Exercise description: Pull out every line below holding the word "TestBackend".

>>>

//! 界面渲染
//!
//! 左侧：标题栏显示 phase，主体为对话 transcript（按角色着色、按宽度换行），底部为输入框；
//! 右侧边栏：会话统计、待分析影像、最近一次查询的工具调用次数与命令帮助。

use ratatui::{
    layout::{Constraint, Direction, Layout, Rect},
    style::{Color, Modifier, Style},
    text::{Line, Span, Text},
    widgets::{Block, Borders, Paragraph, Scrollbar, ScrollbarOrientation, ScrollbarState, Wrap},
    Frame,
};

use crate::core::{AgentPhase, UiState};
use crate::memory::{Message, Role};

const SIDEBAR_WIDTH: u16 = 34;
/// 单条消息显示的最大字符数（影像报告较长，超出后折叠）
const MAX_DISPLAY_CHARS: usize = 4000;

fn truncate_for_display(content: &str) -> String {
    let total = content.chars().count();
    if total <= MAX_DISPLAY_CHARS {
        return content.to_string();
    }
    let head: String = content.chars().take(MAX_DISPLAY_CHARS).collect();
    format!("{}\n... [{} more characters, use /export for the full text]", head, total - MAX_DISPLAY_CHARS)
}

/// 按字符数换行（避免在 UTF-8 中间截断）
pub fn wrap_text(s: &str, width: usize) -> Vec<String> {
    if width == 0 {
        return vec![s.to_string()];
    }
    let mut lines = Vec::new();
    for para in s.split('\n') {
        let mut line = String::new();
        let mut count = 0;
        for ch in para.chars() {
            if count >= width {
                lines.push(std::mem::take(&mut line));
                count = 0;
            }
            line.push(ch);
            count += 1;
        }
        lines.push(line);
    }
    lines
}

pub fn phase_label(state: &UiState) -> String {
    match &state.phase {
        AgentPhase::Idle => "Ready".to_string(),
        AgentPhase::Guarding => "Checking question…".to_string(),
        AgentPhase::Thinking => format!("Thinking (step {})…", state.step),
        AgentPhase::ToolExecuting => state
            .active_tool
            .as_deref()
            .map(|t| format!("Running {}…", t))
            .unwrap_or_else(|| "Running tool…".to_string()),
        AgentPhase::Error => "Error".to_string(),
    }
}

fn message_lines(m: &Message, width: usize) -> Vec<Line<'static>> {
    let rejected = m.metadata.contains_key("rejected");
    let (prefix, color) = match m.role {
        Role::User => ("You ", Color::Cyan),
        Role::Assistant if rejected => ("AI  ", Color::Yellow),
        Role::Assistant => ("AI  ", Color::Green),
        Role::System => ("Sys ", Color::Gray),
    };
    let mut lines: Vec<Line<'static>> = wrap_text(&truncate_for_display(&m.content), width)
        .into_iter()
        .enumerate()
        .map(|(i, line)| {
            let pref = if i == 0 { prefix } else { "    " };
            Line::from(vec![
                Span::styled(pref, Style::default().fg(color).add_modifier(Modifier::BOLD)),
                Span::raw(line),
            ])
        })
        .collect();
    if m.role == Role::Assistant && !m.tools_used.is_empty() {
        lines.push(Line::from(Span::styled(
            format!("    tools: {}", m.tools_used.join(", ")),
            Style::default().fg(Color::DarkGray),
        )));
    }
    lines
}

/// 绘制一帧；将 (总行数, 可视高度) 写入 out 供外部 clamp 滚动
pub fn draw(
    f: &mut Frame,
    state: &UiState,
    input_buffer: &str,
    local_hint: Option<&str>,
    conversation_scroll: usize,
    out: &mut (usize, usize),
) {
    let columns = Layout::default()
        .direction(Direction::Horizontal)
        .constraints([Constraint::Min(40), Constraint::Length(SIDEBAR_WIDTH)])
        .split(f.area());
    let rows = Layout::default()
        .direction(Direction::Vertical)
        .constraints([Constraint::Min(5), Constraint::Length(5)])
        .split(columns[0]);

    let (total_lines, content_height) = draw_conversation(f, state, conversation_scroll, rows[0]);
    draw_input(f, state, input_buffer, rows[1]);
    draw_sidebar(f, state, local_hint, columns[1]);

    out.0 = total_lines;
    out.1 = content_height;
}

fn draw_conversation(f: &mut Frame, state: &UiState, scroll: usize, area: Rect) -> (usize, usize) {
    let block = Block::default()
        .title(format!(" MedAssist │ {} ", phase_label(state)))
        .borders(Borders::ALL)
        .border_style(Style::default().fg(Color::Yellow));
    let content_width = area.width.saturating_sub(3).saturating_sub(4) as usize; // 边框 + 滚动条 + 前缀

    let mut text_lines: Vec<Line> = Vec::new();
    if state.history.is_empty() {
        text_lines.push(Line::from(Span::styled(
            "Ask a medical question, or /upload an image to analyze.",
            Style::default().fg(Color::DarkGray),
        )));
    }
    for (idx, m) in state.history.iter().enumerate() {
        if idx > 0 {
            text_lines.push(Line::from(""));
        }
        text_lines.extend(message_lines(m, content_width.max(20)));
    }

    let content_height = area.height.saturating_sub(2) as usize;
    let total_lines = text_lines.len();
    let scroll_offset = scroll.min(total_lines.saturating_sub(content_height));

    let inner = block.inner(area);
    let paragraph = Paragraph::new(Text::from(text_lines))
        .block(block)
        .scroll((scroll_offset as u16, 0));
    f.render_widget(paragraph, area);

    if total_lines > content_height {
        let mut scrollbar_state = ScrollbarState::new(total_lines)
            .position(scroll_offset)
            .viewport_content_length(content_height);
        let scrollbar = Scrollbar::new(ScrollbarOrientation::VerticalRight)
            .thumb_symbol("█")
            .track_symbol(Some("░"));
        f.render_stateful_widget(scrollbar, inner, &mut scrollbar_state);
    }
    (total_lines, content_height)
}

fn draw_input(f: &mut Frame, state: &UiState, input_buffer: &str, area: Rect) {
    let title = if let Some(err) = &state.error_message {
        format!(" Error: {} ", err.chars().take(60).collect::<String>())
    } else if state.input_locked {
        " Waiting for answer… (Ctrl+C to cancel) ".to_string()
    } else {
        " Question ".to_string()
    };
    let border_color = if state.error_message.is_some() {
        Color::Red
    } else {
        Color::Blue
    };
    let hint = " Enter send │ ↑↓ PgUp/PgDn scroll │ Ctrl+L clear │ Ctrl+Q quit ";
    let block = Block::default()
        .title(title)
        .title_bottom(Line::from(Span::styled(hint, Style::default().fg(Color::DarkGray))))
        .borders(Borders::ALL)
        .border_style(Style::default().fg(border_color));
    let input = Paragraph::new(input_buffer)
        .block(block)
        .wrap(Wrap { trim: false })
        .style(if state.input_locked {
            Style::default().fg(Color::DarkGray)
        } else {
            Style::default()
        });
    f.render_widget(input, area);
}

fn draw_sidebar(f: &mut Frame, state: &UiState, local_hint: Option<&str>, area: Rect) {
    let label = Style::default().fg(Color::Cyan).add_modifier(Modifier::BOLD);
    let dim = Style::default().fg(Color::DarkGray);

    let mut lines = vec![
        Line::from(Span::styled("Session", label)),
        Line::from(format!(" {}", state.stats.memory_summary)),
        Line::from(format!(" Messages: {}", state.stats.total_messages)),
        Line::from(format!(
            " Pending image: {}",
            if state.stats.has_pending_image { "yes" } else { "no" }
        )),
        Line::from(format!(" Tokens: {}", state.stats.total_tokens)),
        Line::from(""),
        Line::from(Span::styled("Last query tools", label)),
    ];
    if state.last_tool_counts.is_empty() {
        lines.push(Line::from(Span::styled(" none", dim)));
    }
    for (tool, n) in &state.last_tool_counts {
        lines.push(Line::from(format!(" {} ×{}", tool, n)));
    }

    if let Some(notice) = local_hint.or(state.notice.as_deref()) {
        lines.push(Line::from(""));
        lines.push(Line::from(Span::styled("Notice", label)));
        lines.push(Line::from(Span::styled(
            format!(" {}", notice),
            Style::default().fg(Color::Yellow),
        )));
    }

    lines.push(Line::from(""));
    lines.push(Line::from(Span::styled("Commands", label)));
    for help in [
        " /upload <path|url>",
        " /export <file.json>",
        " /clear",
        " /quit",
    ] {
        lines.push(Line::from(Span::styled(help, dim)));
    }

    let sidebar = Paragraph::new(Text::from(lines))
        .block(Block::default().title(" Status ").borders(Borders::ALL))
        .wrap(Wrap { trim: false });
    f.render_widget(sidebar, area);
}

#[cfg(test)]
mod tests {
    use super::*;

    #[test]
    fn test_wrap_text_keeps_blank_lines_and_splits_on_chars() {
        assert_eq!(wrap_text("abcdef", 4), vec!["abcd", "ef"]);
        assert_eq!(wrap_text("a\n\nb", 10), vec!["a", "", "b"]);
        assert_eq!(wrap_text("肺炎肺炎肺", 2), vec!["肺炎", "肺炎", "肺"]);
    }

    #[test]
    fn test_phase_label() {
        let mut state = UiState {
            phase: AgentPhase::ToolExecuting,
            active_tool: Some("search_web_medical".into()),
            ..Default::default()
        };
        assert_eq!(phase_label(&state), "Running search_web_medical…");
        state.phase = AgentPhase::Thinking;
        state.step = 3;
        assert_eq!(phase_label(&state), "Thinking (step 3)…");
    }

    #[test]
    fn test_draw_on_test_backend() {
        use ratatui::{backend::TestBackend, Terminal};
        let mut terminal = Terminal::new(TestBackend::new(100, 30)).unwrap();
        let mut state = UiState::default();
        state.history.push(Message::user("What is BMI?"));
        state.history.push(
            Message::assistant("Body mass index.").with_tools(vec!["calculate_medical_metric".into()]),
        );
        state.last_tool_counts.insert("calculate_medical_metric".into(), 1);
        let mut out = (0, 0);
        terminal
            .draw(|f| draw(f, &state, "next", None, 0, &mut out))
            .unwrap();
        assert_eq!(out.0, 4);
        let buffer = terminal.backend().buffer().clone();
        let text: String = buffer.content().iter().map(|c| c.symbol()).collect();
        assert!(text.contains("What is BMI?"));
        assert!(text.contains("calculate_medical_metric ×1"));
    }
}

<<<

Task output:
        use ratatui::{backend::TestBackend, Terminal};
        let mut terminal = Terminal::new(TestBackend::new(100, 30)).unwrap();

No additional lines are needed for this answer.